## Task instructions
Go line by line through the data below, counting each one that has "RhymeResult", and give the final count only.

## Entries supplied
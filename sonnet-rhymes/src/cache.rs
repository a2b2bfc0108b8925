//! Rhyme cache
//!
//! Cache-aside in front of a [`RhymeProvider`]: read the store, and on a miss
//! query the provider once, persist everything it returned, then read back.
//! The `populated` flag in the store is what limits a word to a single
//! external lookup; two concurrent misses on the same word may both call the
//! provider, and the store keeps only the first population.

use crate::db::{PopulateOutcome, RhymeStore};
use crate::error::RhymeResult;
use crate::models::RhymeFact;
use crate::provider::RhymeProvider;
use tracing::{debug, info};

/// Cache-aside access to rhymes
pub struct RhymeCache<P> {
    store: RhymeStore,
    provider: P,
}

impl<P: RhymeProvider> RhymeCache<P> {
    pub fn new(store: RhymeStore, provider: P) -> Self {
        Self { store, provider }
    }

    pub fn store(&self) -> &RhymeStore {
        &self.store
    }

    pub fn provider(&self) -> &P {
        &self.provider
    }

    /// All known rhymes of `word`, querying the provider on first use
    ///
    /// Provider and storage errors are returned as-is; nothing is retried and
    /// a failed lookup leaves the word unpopulated.
    pub async fn find_rhyming_words(&self, word: &str) -> RhymeResult<Vec<RhymeFact>> {
        // No pooled connection is held across the provider call
        {
            let mut conn = self.store.acquire().await?;
            if conn.is_populated(word).await? {
                debug!(word = %word, "Rhyme cache hit");
                return Ok(conn.find_rhymes(word).await?);
            }
        }

        debug!(word = %word, provider = self.provider.name(), "Rhyme cache miss");
        let facts: Vec<RhymeFact> = self
            .provider
            .lookup_rhymes(word)
            .await?
            .into_iter()
            .map(|candidate| candidate.into_fact(word))
            .collect();

        let mut conn = self.store.acquire().await?;
        match conn.populate(word, &facts).await? {
            PopulateOutcome::Populated { facts_inserted } => {
                info!(
                    word = %word,
                    provider_results = facts.len(),
                    facts_inserted,
                    "Cached rhymes"
                );
            }
            PopulateOutcome::AlreadyPopulated => {
                debug!(word = %word, "Concurrent lookup populated word first");
            }
        }

        Ok(conn.find_rhymes(word).await?)
    }
}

## Written answer
2